Also Known As: Eliquis, Apixaban
Apixaban (INN, trade name Eliquis) is an anticoagulant for the prevention of venous thromboembolism and the prevention of stroke in atrial fibrillation. It is a direct factor Xa inhibitor. Apixaban has been available in Europe since May 2011. The drug was developed in a joint venture by Pfizer and Bristol-Myers Squibb.
Apixaban is a factor Xa inhibitor (anticoagulant) indicated to reduce the risk of stroke and systemic embolism in patients with nonvalvular atrial fibrillation.  A systematic review of new anticoagulants states the treatment benefits of apixaban and other new anticoagulants compared with warfarin are small and vary depending on the control achieved by warfarin treatment. Patients already taking warfarin with excellent international normalized ratio (INR) control may have little to gain by switching to new oral anticoagulants in atrial fibrillation.

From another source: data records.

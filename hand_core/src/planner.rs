//! Instruction to timed-pulse planning.

use crate::calibration::FingerCalibration;
use crate::config::PlannerCfg;
use crate::types::{Direction, FingerRuntime, FingerState, Instruction, PlannedCommand};
use crate::util::MICROS_PER_SEC;

#[derive(Debug, Clone, Default)]
pub struct MovementPlanner {
    cfg: PlannerCfg,
}

impl MovementPlanner {
    pub fn new(cfg: PlannerCfg) -> Self {
        Self { cfg }
    }

    /// Shaft position requested by `instruction`.
    #[inline]
    pub fn target_mm(calib: &FingerCalibration, instruction: Instruction) -> f64 {
        calib.min_position_mm + calib.range_mm() * instruction.value()
    }

    /// Plan the pulse that brings the finger to `instruction`, or `None` when it
    /// already satisfies it. Records the target in `runtime.last_set_pos_mm`
    /// whenever a command is produced.
    pub fn plan(
        &self,
        calib: &FingerCalibration,
        runtime: &mut FingerRuntime,
        instruction: Instruction,
    ) -> Option<PlannedCommand> {
        if instruction == Instruction::OPEN && runtime.state == FingerState::Opened {
            return None;
        }
        if instruction == Instruction::CLOSE && runtime.state == FingerState::Closed {
            return None;
        }

        let target = Self::target_mm(calib, instruction);
        if (runtime.position_mm - target).abs() <= self.cfg.target_tolerance_mm
            && runtime.state == FingerState::SetPos
        {
            return None;
        }

        let delta = target - runtime.position_mm;
        let direction = if delta < 0.0 {
            Direction::Contract
        } else {
            Direction::Extend
        };
        let base_us = travel_us(delta, calib.max_speed_mm_s);
        let reversing = matches!(
            (direction, runtime.state),
            (Direction::Contract, FingerState::Opening) | (Direction::Extend, FingerState::Closing)
        );
        let duration_us = if reversing {
            (base_us as f64 * self.cfg.reversal_factor).round() as u64
        } else {
            base_us
        };

        runtime.last_set_pos_mm = target;
        tracing::debug!(
            finger = %calib.id,
            target_mm = target,
            position_mm = runtime.position_mm,
            duration_us,
            reversing,
            "planned"
        );
        Some(PlannedCommand {
            direction,
            speed_mm_s: calib.max_speed_mm_s,
            duration_us,
        })
    }

    /// Bounded nudge from `position_mm` back toward `target_mm`, or `None`
    /// inside `tolerance_mm`. Used by the observer for idle drift.
    pub fn corrective(
        calib: &FingerCalibration,
        target_mm: f64,
        position_mm: f64,
        tolerance_mm: f64,
        max_duration_us: u64,
    ) -> Option<PlannedCommand> {
        let drift = target_mm - position_mm;
        if drift.abs() <= tolerance_mm {
            return None;
        }
        let direction = if drift < 0.0 {
            Direction::Contract
        } else {
            Direction::Extend
        };
        Some(PlannedCommand {
            direction,
            speed_mm_s: calib.max_speed_mm_s,
            duration_us: travel_us(drift, calib.max_speed_mm_s).min(max_duration_us),
        })
    }
}

/// Full-speed travel time for `distance_mm`, in microseconds.
fn travel_us(distance_mm: f64, speed_mm_s: f64) -> u64 {
    if speed_mm_s <= 0.0 {
        return 0;
    }
    (distance_mm.abs() / speed_mm_s * MICROS_PER_SEC as f64).round() as u64
}
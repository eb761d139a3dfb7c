//! `From` implementations bridging `hand_config` types to `hand_core` types.

use crate::calibration::{FingerCalibration, FingerId, default_table};
use crate::config::{ControlCfg, EstimatorCfg, HandSettings, ObserverCfg, PlannerCfg, SensorCfg};
use crate::error::HandError;
use crate::pose::{Pose, PoseMap};
use crate::types::InstructionSnapshot;
use crate::util::period_from_ms;
use std::time::Duration;

// ── Sensor ───────────────────────────────────────────────────────────────────

impl From<&hand_config::SensorCfg> for SensorCfg {
    fn from(c: &hand_config::SensorCfg) -> Self {
        Self {
            samples: c.samples,
            mv_per_count: c.mv_per_count,
            mv_offset: c.mv_offset,
            mm_per_mv: c.mm_per_mv,
            mm_offset: c.mm_offset,
            disconnected_mv: c.disconnected_mv,
        }
    }
}

impl SensorCfg {
    /// Replace the voltage to position transform with a fitted one.
    pub fn apply_calibration(&mut self, cal: &hand_config::SensorCalibration) {
        self.mm_per_mv = cal.mm_per_mv;
        self.mm_offset = cal.mm_offset;
    }
}

// ── Estimator / planner / observer / control ─────────────────────────────────

impl From<&hand_config::EstimatorCfg> for EstimatorCfg {
    fn from(c: &hand_config::EstimatorCfg) -> Self {
        Self {
            stopped_below_mm_s: c.stopped_below_mm_s,
            implausible_from_mm_s: c.implausible_from_mm_s,
            opened_tolerance_mm: c.opened_tolerance_mm,
            closed_tolerance_mm: c.closed_tolerance_mm,
            set_pos_tolerance_mm: c.set_pos_tolerance_mm,
            sample_spacing: Duration::from_micros(c.sample_spacing_us),
        }
    }
}

impl From<&hand_config::PlannerCfg> for PlannerCfg {
    fn from(c: &hand_config::PlannerCfg) -> Self {
        Self {
            target_tolerance_mm: c.target_tolerance_mm,
            reversal_factor: c.reversal_factor,
        }
    }
}

impl From<&hand_config::ObserverCfg> for ObserverCfg {
    fn from(c: &hand_config::ObserverCfg) -> Self {
        Self {
            period: period_from_ms(c.period_ms),
            stall_epsilon_mm: c.stall_epsilon_mm,
            drift_tolerance_mm: c.drift_tolerance_mm,
            max_correction_us: c.max_correction_us,
        }
    }
}

impl From<&hand_config::ControlCfg> for ControlCfg {
    fn from(c: &hand_config::ControlCfg) -> Self {
        Self {
            period: period_from_ms(c.period_ms),
            initial_set_pos_mm: c.initial_set_pos_mm,
        }
    }
}

// ── Names ────────────────────────────────────────────────────────────────────

impl From<hand_config::FingerName> for FingerId {
    fn from(n: hand_config::FingerName) -> Self {
        match n {
            hand_config::FingerName::Index => Self::Index,
            hand_config::FingerName::Middle => Self::Middle,
            hand_config::FingerName::Ring => Self::Ring,
            hand_config::FingerName::Little => Self::Little,
        }
    }
}

impl From<hand_config::PoseName> for Pose {
    fn from(n: hand_config::PoseName) -> Self {
        match n {
            hand_config::PoseName::Rest => Self::Rest,
            hand_config::PoseName::Fist => Self::Fist,
            hand_config::PoseName::WaveIn => Self::WaveIn,
            hand_config::PoseName::WaveOut => Self::WaveOut,
            hand_config::PoseName::FingersSpread => Self::FingersSpread,
            hand_config::PoseName::DoubleTap => Self::DoubleTap,
        }
    }
}

// ── Calibration table ────────────────────────────────────────────────────────

/// Default assembly table with the `[[fingers]]` overrides applied.
pub fn calibration_table(overrides: &[hand_config::FingerEntry]) -> [FingerCalibration; 4] {
    let mut table = default_table();
    for entry in overrides {
        let calib = &mut table[FingerId::from(entry.id).index()];
        if let Some(v) = entry.min_mm {
            calib.min_position_mm = v;
        }
        if let Some(v) = entry.max_mm {
            calib.max_position_mm = v;
        }
        if let Some(v) = entry.max_speed_mm_s {
            calib.max_speed_mm_s = v;
        }
        if let Some(v) = entry.upper_line {
            calib.upper_line = v;
        }
        if let Some(v) = entry.lower_line {
            calib.lower_line = v;
        }
        if let Some(v) = entry.adc_channel {
            calib.adc_channel = v;
        }
    }
    table
}

// ── Whole file ───────────────────────────────────────────────────────────────

impl TryFrom<&hand_config::Config> for HandSettings {
    type Error = HandError;

    fn try_from(c: &hand_config::Config) -> Result<Self, Self::Error> {
        let mut poses = PoseMap::default();
        for (name, values) in &c.poses {
            poses.set(Pose::from(*name), InstructionSnapshot::from_values(*values)?);
        }
        let initial_instructions = c
            .control
            .initial_instructions
            .map(InstructionSnapshot::from_values)
            .transpose()?;
        Ok(Self {
            sensor: (&c.sensor).into(),
            estimator: (&c.estimator).into(),
            planner: (&c.planner).into(),
            observer: (&c.observer).into(),
            control: (&c.control).into(),
            fingers: calibration_table(&c.fingers),
            poses,
            initial_instructions,
        })
    }
}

In Europe, apixaban is sometimes used to prevent the formation of blood clots in the veins (deep venous thrombosis) in adults who have had an operation to replace a hip or knee. In a systematic review of new oral anticoagulants (Noacs) against low-molecular-weight heparin (LMWH) there is marginal clinical benefit over LMWH and it is offset by increased risk for major bleeding. New oral anticoagulants have not been compared with warfarin.
Apixaban is not indicated for prosthetic heart valves or for mitral stenosis.